### [Task description]
Nothing in the data is to be left out; copy it exactly.
(Records to use begins)
//! Configuration loading.
//!
//! Layered over a [`Config::default()`] baseline using the `config` crate:
//! an optional YAML file, then environment variables prefixed `CQO_`
//! (e.g. `CQO_RETRIEVAL__MAX_CHUNKS=8`), with the environment taking
//! precedence. Nested section structs, a flat `Default` baseline, and a `validate`
//! pass that fails closed unless `TestMode` is set.
//!
//! Every section carries `#[serde(default)]` so a source that mentions
//! only one field of one section (as a single `CQO_` env var typically
//! does) still deserializes — missing fields fall back to that section's
//! `Default` impl rather than failing the whole load.

use crate::error::{CoreError, CoreResult};
use serde::{Deserialize, Serialize};

#[derive(Debug, Clone, Serialize, Deserialize)]
#[serde(default)]
pub struct OpenAiConfig {
    pub apikey: Option<String>,
    pub endpoint: Option<String>,
}

impl Default for OpenAiConfig {
    fn default() -> Self {
        Self { apikey: None, endpoint: None }
    }
}

#[derive(Debug, Clone, Serialize, Deserialize)]
#[serde(default)]
pub struct ServicesConfig {
    pub retrieve_url: String,
    pub websearch_url: String,
    pub synthesize_url: String,
}

impl Default for ServicesConfig {
    fn default() -> Self {
        Self {
            retrieve_url: "http://localhost:8081/search".to_string(),
            websearch_url: "http://localhost:8082/search".to_string(),
            synthesize_url: "http://localhost:8083/synthesize".to_string(),
        }
    }
}

#[derive(Debug, Clone, Serialize, Deserialize)]
#[serde(default)]
pub struct RetrievalSettings {
    pub max_chunks: usize,
    pub fallback_threshold: usize,
    pub confidence_threshold: f64,
    pub fallback_score_threshold: f64,
}

impl Default for RetrievalSettings {
    fn default() -> Self {
        Self { max_chunks: 5, fallback_threshold: 3, confidence_threshold: 0.7, fallback_score_threshold: 0.7 }
    }
}

#[derive(Debug, Clone, Serialize, Deserialize)]
#[serde(default)]
pub struct WebSearchSettings {
    pub max_results: usize,
    pub freshness_keywords: Vec<String>,
}

impl Default for WebSearchSettings {
    fn default() -> Self {
        Self {
            max_results: 3,
            freshness_keywords: vec!["latest".to_string(), "current".to_string(), "newest".to_string(), "today".to_string()],
        }
    }
}

#[derive(Debug, Clone, Serialize, Deserialize)]
#[serde(default)]
pub struct SynthesisSettings {
    pub model: String,
    pub max_tokens: u32,
    pub temperature: f64,
}

impl Default for SynthesisSettings {
    fn default() -> Self {
        Self { model: "gpt-4o".to_string(), max_tokens: 2000, temperature: 0.3 }
    }
}

#[derive(Debug, Clone, Copy, PartialEq, Eq, Serialize, Deserialize)]
#[serde(rename_all = "lowercase")]
pub enum SessionStorageType {
    Memory,
    Redis,
}

#[derive(Debug, Clone, Serialize, Deserialize)]
#[serde(default)]
pub struct SessionSettings {
    pub storage_type: SessionStorageType,
    pub default_ttl_minutes: i64,
    pub max_sessions: usize,
    pub cleanup_interval_minutes: i64,
}

impl Default for SessionSettings {
    fn default() -> Self {
        Self { storage_type: SessionStorageType::Memory, default_ttl_minutes: 30, max_sessions: 1000, cleanup_interval_minutes: 10 }
    }
}

#[derive(Debug, Clone, Serialize, Deserialize)]
#[serde(default)]
pub struct LearningSettings {
    /// Analysis interval, e.g. `"1h"`; see [`LearningSettings::analysis_interval_duration`].
    pub analysis_interval: String,
    pub lookback_days: i64,
}

impl Default for LearningSettings {
    fn default() -> Self {
        Self { analysis_interval: "1h".to_string(), lookback_days: 30 }
    }
}

impl LearningSettings {
    /// Parse `analysis_interval` (`"30m"`, `"1h"`, `"45s"`) into a
    /// [`std::time::Duration`]. Falls back to one hour on a malformed value.
    pub fn analysis_interval_duration(&self) -> std::time::Duration {
        parse_human_duration(&self.analysis_interval).unwrap_or(std::time::Duration::from_secs(3600))
    }
}

fn parse_human_duration(raw: &str) -> Option<std::time::Duration> {
    let raw = raw.trim();
    let split_at = raw.find(|c: char| !c.is_ascii_digit())?;
    let (digits, unit) = raw.split_at(split_at);
    let value: u64 = digits.parse().ok()?;
    let seconds = match unit {
        "s" => value,
        "m" => value * 60,
        "h" => value * 3600,
        "d" => value * 86_400,
        _ => return None,
    };
    Some(std::time::Duration::from_secs(seconds))
}

/// Root configuration, layered over defaults. Missing required fields (an OpenAI
/// API key) fail [`Config::validate`] at startup unless `test_mode` is set.
#[derive(Debug, Clone, Serialize, Deserialize, Default)]
#[serde(default)]
pub struct Config {
    pub openai: OpenAiConfig,
    pub services: ServicesConfig,
    pub retrieval: RetrievalSettings,
    pub websearch: WebSearchSettings,
    pub synthesis: SynthesisSettings,
    pub session: SessionSettings,
    pub learning: LearningSettings,
    pub test_mode: bool,
}

impl Config {
    /// Layer an optional YAML file and `CQO_`-prefixed environment
    /// variables over the documented defaults. The environment takes
    /// precedence over the file. Neither source is required to
    /// exist; an empty load yields [`Config::default`].
    pub fn load(yaml_path: Option<&str>) -> CoreResult<Self> {
        let mut builder = config::Config::builder();

        if let Some(path) = yaml_path {
            builder = builder.add_source(config::File::new(path, config::FileFormat::Yaml).required(false));
        }

        builder = builder.add_source(config::Environment::with_prefix("CQO").separator("__").try_parsing(true));

        let built = builder.build().map_err(|e| CoreError::ConfigError(e.to_string()))?;
        let loaded: Config = built.try_deserialize().map_err(|e| CoreError::ConfigError(e.to_string()))?;

        loaded.validate()?;
        Ok(loaded)
    }

    /// Fail startup if a required field is missing, unless `test_mode` is
    /// set (missing required fields fail startup unless test mode is set).
    pub fn validate(&self) -> CoreResult<()> {
        if self.test_mode {
            return Ok(());
        }
        if self.openai.apikey.as_deref().unwrap_or("").is_empty() {
            return Err(CoreError::ConfigError("openai.apikey is required outside test mode".to_string()));
        }
        if self.retrieval.max_chunks == 0 {
            return Err(CoreError::ConfigError("retrieval.max_chunks must be > 0".to_string()));
        }
        if !(0.0..=1.0).contains(&self.retrieval.confidence_threshold) {
            return Err(CoreError::ConfigError("retrieval.confidence_threshold must be in [0, 1]".to_string()));
        }
        Ok(())
    }
}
(Records to use ends)
### [Task response]
//! Configuration loading.
//!
//! Layered over a [`Config::default()`] baseline using the `config` crate:
//! an optional YAML file, then environment variables prefixed `CQO_`
//! (e.g. `CQO_RETRIEVAL__MAX_CHUNKS=8`), with the environment taking
//! precedence. Nested section structs, a flat `Default` baseline, and a `validate`
//! pass that fails closed unless `TestMode` is set.
//!
//! Every section carries `#[serde(default)]` so a source that mentions
//! only one field of one section (as a single `CQO_` env var typically
//! does) still deserializes — missing fields fall back to that section's
//! `Default` impl rather than failing the whole load.

use crate::error::{CoreError, CoreResult};
use serde::{Deserialize, Serialize};

#[derive(Debug, Clone, Serialize, Deserialize)]
#[serde(default)]
pub struct OpenAiConfig {
    pub apikey: Option<String>,
    pub endpoint: Option<String>,
}

impl Default for OpenAiConfig {
    fn default() -> Self {
        Self { apikey: None, endpoint: None }
    }
}

#[derive(Debug, Clone, Serialize, Deserialize)]
#[serde(default)]
pub struct ServicesConfig {
    pub retrieve_url: String,
    pub websearch_url: String,
    pub synthesize_url: String,
}

impl Default for ServicesConfig {
    fn default() -> Self {
        Self {
            retrieve_url: "http://localhost:8081/search".to_string(),
            websearch_url: "http://localhost:8082/search".to_string(),
            synthesize_url: "http://localhost:8083/synthesize".to_string(),
        }
    }
}

#[derive(Debug, Clone, Serialize, Deserialize)]
#[serde(default)]
pub struct RetrievalSettings {
    pub max_chunks: usize,
    pub fallback_threshold: usize,
    pub confidence_threshold: f64,
    pub fallback_score_threshold: f64,
}

impl Default for RetrievalSettings {
    fn default() -> Self {
        Self { max_chunks: 5, fallback_threshold: 3, confidence_threshold: 0.7, fallback_score_threshold: 0.7 }
    }
}

#[derive(Debug, Clone, Serialize, Deserialize)]
#[serde(default)]
pub struct WebSearchSettings {
    pub max_results: usize,
    pub freshness_keywords: Vec<String>,
}

impl Default for WebSearchSettings {
    fn default() -> Self {
        Self {
            max_results: 3,
            freshness_keywords: vec!["latest".to_string(), "current".to_string(), "newest".to_string(), "today".to_string()],
        }
    }
}

#[derive(Debug, Clone, Serialize, Deserialize)]
#[serde(default)]
pub struct SynthesisSettings {
    pub model: String,
    pub max_tokens: u32,
    pub temperature: f64,
}

impl Default for SynthesisSettings {
    fn default() -> Self {
        Self { model: "gpt-4o".to_string(), max_tokens: 2000, temperature: 0.3 }
    }
}

#[derive(Debug, Clone, Copy, PartialEq, Eq, Serialize, Deserialize)]
#[serde(rename_all = "lowercase")]
pub enum SessionStorageType {
    Memory,
    Redis,
}

#[derive(Debug, Clone, Serialize, Deserialize)]
#[serde(default)]
pub struct SessionSettings {
    pub storage_type: SessionStorageType,
    pub default_ttl_minutes: i64,
    pub max_sessions: usize,
    pub cleanup_interval_minutes: i64,
}

impl Default for SessionSettings {
    fn default() -> Self {
        Self { storage_type: SessionStorageType::Memory, default_ttl_minutes: 30, max_sessions: 1000, cleanup_interval_minutes: 10 }
    }
}

#[derive(Debug, Clone, Serialize, Deserialize)]
#[serde(default)]
pub struct LearningSettings {
    /// Analysis interval, e.g. `"1h"`; see [`LearningSettings::analysis_interval_duration`].
    pub analysis_interval: String,
    pub lookback_days: i64,
}

impl Default for LearningSettings {
    fn default() -> Self {
        Self { analysis_interval: "1h".to_string(), lookback_days: 30 }
    }
}

impl LearningSettings {
    /// Parse `analysis_interval` (`"30m"`, `"1h"`, `"45s"`) into a
    /// [`std::time::Duration`]. Falls back to one hour on a malformed value.
    pub fn analysis_interval_duration(&self) -> std::time::Duration {
        parse_human_duration(&self.analysis_interval).unwrap_or(std::time::Duration::from_secs(3600))
    }
}

fn parse_human_duration(raw: &str) -> Option<std::time::Duration> {
    let raw = raw.trim();
    let split_at = raw.find(|c: char| !c.is_ascii_digit())?;
    let (digits, unit) = raw.split_at(split_at);
    let value: u64 = digits.parse().ok()?;
    let seconds = match unit {
        "s" => value,
        "m" => value * 60,
        "h" => value * 3600,
        "d" => value * 86_400,
        _ => return None,
    };
    Some(std::time::Duration::from_secs(seconds))
}

/// Root configuration, layered over defaults. Missing required fields (an OpenAI
/// API key) fail [`Config::validate`] at startup unless `test_mode` is set.
#[derive(Debug, Clone, Serialize, Deserialize, Default)]
#[serde(default)]
pub struct Config {
    pub openai: OpenAiConfig,
    pub services: ServicesConfig,
    pub retrieval: RetrievalSettings,
    pub websearch: WebSearchSettings,
    pub synthesis: SynthesisSettings,
    pub session: SessionSettings,
    pub learning: LearningSettings,
    pub test_mode: bool,
}

impl Config {
    /// Layer an optional YAML file and `CQO_`-prefixed environment
    /// variables over the documented defaults. The environment takes
    /// precedence over the file. Neither source is required to
    /// exist; an empty load yields [`Config::default`].
    pub fn load(yaml_path: Option<&str>) -> CoreResult<Self> {
        let mut builder = config::Config::builder();

        if let Some(path) = yaml_path {
            builder = builder.add_source(config::File::new(path, config::FileFormat::Yaml).required(false));
        }

        builder = builder.add_source(config::Environment::with_prefix("CQO").separator("__").try_parsing(true));

        let built = builder.build().map_err(|e| CoreError::ConfigError(e.to_string()))?;
        let loaded: Config = built.try_deserialize().map_err(|e| CoreError::ConfigError(e.to_string()))?;

        loaded.validate()?;
        Ok(loaded)
    }

    /// Fail startup if a required field is missing, unless `test_mode` is
    /// set (missing required fields fail startup unless test mode is set).
    pub fn validate(&self) -> CoreResult<()> {
        if self.test_mode {
            return Ok(());
        }
        if self.openai.apikey.as_deref().unwrap_or("").is_empty() {
            return Err(CoreError::ConfigError("openai.apikey is required outside test mode".to_string()));
        }
        if self.retrieval.max_chunks == 0 {
            return Err(CoreError::ConfigError("retrieval.max_chunks must be > 0".to_string()));
        }
        if !(0.0..=1.0).contains(&self.retrieval.confidence_threshold) {
            return Err(CoreError::ConfigError("retrieval.confidence_threshold must be in [0, 1]".to_string()));
        }
        Ok(())
    }
}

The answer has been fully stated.